Task directions => Would you return, word for word, the lines of the data below from the line with "assert!(state.is_available().await);" through the line with "async fn test_recovery_drains_pending_exactly_once()", and no others?

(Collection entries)
*** Begin section ***

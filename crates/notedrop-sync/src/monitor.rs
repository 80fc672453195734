//! Periodic backend liveness probe and recovery-driven sync.
//!
//! The monitor owns the availability state: it probes the backend on a fixed
//! interval with a cheap bounded history fetch, records the result, and on
//! every flap publishes a [`StatusChange`] for the frontend to relay. When
//! the backend transitions back to available, the monitor drains the offline
//! buffer exactly once.

use std::sync::Arc;
use std::time::Duration;

use chrono::{DateTime, Utc};
use tokio::sync::{mpsc, RwLock};
use tokio::time::{interval, sleep};
use tracing::{debug, info};

use crate::buffer::{DrainReport, OfflineBuffer};
use crate::store::NoteStore;

/// What the monitor currently believes about the backend.
#[derive(Debug, Clone, Copy, PartialEq, Eq)]
pub enum Availability {
    /// No probe has completed yet. Treated as unavailable by callers.
    Unknown,
    /// The last probe succeeded.
    Available,
    /// The last probe failed.
    Unavailable,
}

/// Shared availability flag plus the time of the last probe.
///
/// Mutated only by the monitor; everything else reads.
#[derive(Default)]
pub struct AvailabilityState {
    inner: RwLock<StateInner>,
}

#[derive(Default)]
struct StateInner {
    availability: Option<Availability>,
    last_checked: Option<DateTime<Utc>>,
}

impl AvailabilityState {
    /// Creates a state with no probe result yet.
    pub fn new() -> Self {
        Self::default()
    }

    /// Current belief about the backend.
    pub async fn availability(&self) -> Availability {
        self.inner
            .read()
            .await
            .availability
            .unwrap_or(Availability::Unknown)
    }

    /// True only when the last probe succeeded.
    pub async fn is_available(&self) -> bool {
        self.availability().await == Availability::Available
    }

    /// When the last probe completed, if ever.
    pub async fn last_checked(&self) -> Option<DateTime<Utc>> {
        self.inner.read().await.last_checked
    }

    /// Records a probe result and returns the previous belief.
    pub(crate) async fn record(&self, available: bool) -> Availability {
        let mut inner = self.inner.write().await;
        let previous = inner.availability.unwrap_or(Availability::Unknown);
        inner.availability = Some(if available {
            Availability::Available
        } else {
            Availability::Unavailable
        });
        inner.last_checked = Some(Utc::now());
        previous
    }
}

/// Published once per availability flap.
#[derive(Debug, Clone)]
pub struct StatusChange {
    /// The new state after the flap.
    pub now_available: bool,
    /// Result of the recovery drain, set only on transitions to available.
    pub drained: Option<DrainReport>,
}

/// Timing configuration for the monitor.
#[derive(Debug, Clone)]
pub struct MonitorConfig {
    /// Time between probes.
    pub interval: Duration,
    /// Delay before the first probe.
    pub warmup: Duration,
    /// History fetch size used as the liveness check.
    pub probe_limit: usize,
}

impl Default for MonitorConfig {
    fn default() -> Self {
        Self {
            interval: Duration::from_secs(60),
            warmup: Duration::from_secs(10),
            probe_limit: 1,
        }
    }
}

/// Probes the backend and reconciles the offline buffer on recovery.
pub struct AvailabilityMonitor<S> {
    store: Arc<S>,
    buffer: Arc<OfflineBuffer>,
    state: Arc<AvailabilityState>,
    config: MonitorConfig,
    events: mpsc::Sender<StatusChange>,
}

impl<S: NoteStore> AvailabilityMonitor<S> {
    /// Creates a monitor and the receiving end of its flap events.
    pub fn new(
        store: Arc<S>,
        buffer: Arc<OfflineBuffer>,
        state: Arc<AvailabilityState>,
        config: MonitorConfig,
    ) -> (Self, mpsc::Receiver<StatusChange>) {
        let (events, receiver) = mpsc::channel(16);
        (
            Self {
                store,
                buffer,
                state,
                config,
                events,
            },
            receiver,
        )
    }

    /// One liveness check: a bounded history fetch, pass or fail.
    ///
    /// No internal retry; a failed probe simply waits for the next interval.
    pub async fn probe(&self) -> bool {
        match self.store.fetch_notes(self.config.probe_limit).await {
            Ok(_) => true,
            Err(e) => {
                debug!(error = %e, "availability probe failed");
                false
            }
        }
    }

    /// One monitor cycle: probe, record, and on a flap drain and notify.
    ///
    /// Returns the change when the availability flipped, `None` otherwise.
    pub async fn tick(&self) -> Option<StatusChange> {
        let available = self.probe().await;
        let previous = self.state.record(available).await;

        let current = if available {
            Availability::Available
        } else {
            Availability::Unavailable
        };
        if previous == current {
            return None;
        }

        info!(available, "backend availability changed");
        let drained = if available {
            let report = self.buffer.drain(self.store.as_ref()).await;
            info!(synced = report.synced, failed = report.failed, "recovery sync finished");
            Some(report)
        } else {
            None
        };

        let change = StatusChange {
            now_available: available,
            drained,
        };
        // Flap events are advisory; a slow or absent listener must not stall
        // the probe loop.
        if let Err(e) = self.events.try_send(change.clone()) {
            debug!(error = %e, "dropped availability event");
        }
        Some(change)
    }

    /// Runs the probe loop forever. Spawn this on the runtime.
    pub async fn run(self) {
        sleep(self.config.warmup).await;
        let mut ticker = interval(self.config.interval);
        loop {
            ticker.tick().await;
            self.tick().await;
        }
    }
}

#[cfg(test)]
mod tests {
    use super::*;
    use std::sync::atomic::{AtomicBool, Ordering};

    use async_trait::async_trait;
    use tokio::sync::Mutex;

    use notedrop_models::{Record, RemoteNote, SaveOutcome, SaveResult};

    use crate::error::{Result, SyncError};

    struct FlakyStore {
        up: AtomicBool,
        saved: Mutex<Vec<String>>,
    }

    impl FlakyStore {
        fn new(up: bool) -> Self {
            Self {
                up: AtomicBool::new(up),
                saved: Mutex::new(Vec::new()),
            }
        }

        fn set_up(&self, up: bool) {
            self.up.store(up, Ordering::SeqCst);
        }
    }

    #[async_trait]
    impl NoteStore for FlakyStore {
        async fn save_note(&self, record: &Record) -> Result<SaveResult> {
            if !self.up.load(Ordering::SeqCst) {
                return Err(SyncError::Connection("refused".to_string()));
            }
            let wire_id = record.wire_id();
            self.saved.lock().await.push(wire_id.clone());
            Ok(SaveResult {
                outcome: SaveOutcome::Created,
                note_id: format!("n-{wire_id}"),
                message_id: wire_id,
            })
        }

        async fn fetch_notes(&self, _limit: usize) -> Result<Vec<RemoteNote>> {
            if !self.up.load(Ordering::SeqCst) {
                return Err(SyncError::Timeout);
            }
            Ok(Vec::new())
        }
    }

    fn monitor_with(
        up: bool,
    ) -> (
        AvailabilityMonitor<FlakyStore>,
        mpsc::Receiver<StatusChange>,
        Arc<FlakyStore>,
        Arc<OfflineBuffer>,
        Arc<AvailabilityState>,
    ) {
        let store = Arc::new(FlakyStore::new(up));
        let buffer = Arc::new(OfflineBuffer::new());
        let state = Arc::new(AvailabilityState::new());
        let (monitor, events) = AvailabilityMonitor::new(
            Arc::clone(&store),
            Arc::clone(&buffer),
            Arc::clone(&state),
            MonitorConfig::default(),
        );
        (monitor, events, store, buffer, state)
    }

    #[tokio::test]
    async fn test_first_successful_probe_reports_available() {
        let (monitor, mut events, _store, _buffer, state) = monitor_with(true);

        let change = monitor.tick().await.expect("first probe always flaps");
        assert!(change.now_available);
        assert_eq!(change.drained, Some(DrainReport::default()));
        assert!(state.is_available().await);
        assert!(state.last_checked().await.is_some());

        let published = events.recv().await.unwrap();
        assert!(published.now_available);
    }

    #[tokio::test]
    async fn test_first_failed_probe_reports_unavailable() {
        let (monitor, mut events, _store, _buffer, state) = monitor_with(false);

        let change = monitor.tick().await.expect("first probe always flaps");
        assert!(!change.now_available);
        assert!(change.drained.is_none());
        assert_eq!(state.availability().await, Availability::Unavailable);

        let published = events.recv().await.unwrap();
        assert!(!published.now_available);
    }

    #[tokio::test]
    async fn test_steady_state_emits_nothing() {
        let (monitor, mut events, _store, _buffer, _state) = monitor_with(true);

        assert!(monitor.tick().await.is_some());
        assert!(monitor.tick().await.is_none());
        assert!(monitor.tick().await.is_none());

        // Only the first flap was published
        assert!(events.recv().await.is_some());
        assert!(events.try_recv().is_err());
    }

    #[tokio::test]
    async fn test_recovery_drains_pending_exactly_once() {
        let (monitor, _events, store, buffer, state) = monitor_with(false);

        // Backend is down; a record gets queued
        assert!(monitor.tick().await.is_some());
        buffer
            .enqueue(Record::new(Some(7), "1", "queued while down"))
            .await;
        assert!(!state.is_available().await);

        // Backend recovers: one flap, one drain, queue empties
        store.set_up(true);
        let change = monitor.tick().await.expect("recovery flaps");
        assert!(change.now_available);
        assert_eq!(change.drained, Some(DrainReport { synced: 1, failed: 0 }));
        assert_eq!(buffer.pending_count().await, 0);
        assert_eq!(*store.saved.lock().await, vec!["7_1"]);

        // Steady available: no further drain
        buffer
            .enqueue(Record::new(Some(7), "2", "queued while up"))
            .await;
        assert!(monitor.tick().await.is_none());
        assert_eq!(buffer.pending_count().await, 1);
    }

    #[tokio::test]
    async fn test_flap_down_then_up_notifies_both_ways() {
        let (monitor, mut events, store, _buffer, _state) = monitor_with(true);

        assert!(monitor.tick().await.is_some());
        store.set_up(false);
        let down = monitor.tick().await.unwrap();
        assert!(!down.now_available);
        store.set_up(true);
        let up = monitor.tick().await.unwrap();
        assert!(up.now_available);

        let mut seen = Vec::new();
        while let Ok(change) = events.try_recv() {
            seen.push(change.now_available);
        }
        assert_eq!(seen, vec![true, false, true]);
    }
}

*** End section ***

Written answer =>
        assert!(state.is_available().await);
        assert!(state.last_checked().await.is_some());

        let published = events.recv().await.unwrap();
        assert!(published.now_available);
    }

    #[tokio::test]
    async fn test_first_failed_probe_reports_unavailable() {
        let (monitor, mut events, _store, _buffer, state) = monitor_with(false);

        let change = monitor.tick().await.expect("first probe always flaps");
        assert!(!change.now_available);
        assert!(change.drained.is_none());
        assert_eq!(state.availability().await, Availability::Unavailable);

        let published = events.recv().await.unwrap();
        assert!(!published.now_available);
    }

    #[tokio::test]
    async fn test_steady_state_emits_nothing() {
        let (monitor, mut events, _store, _buffer, _state) = monitor_with(true);

        assert!(monitor.tick().await.is_some());
        assert!(monitor.tick().await.is_none());
        assert!(monitor.tick().await.is_none());

        // Only the first flap was published
        assert!(events.recv().await.is_some());
        assert!(events.try_recv().is_err());
    }

    #[tokio::test]
    async fn test_recovery_drains_pending_exactly_once() {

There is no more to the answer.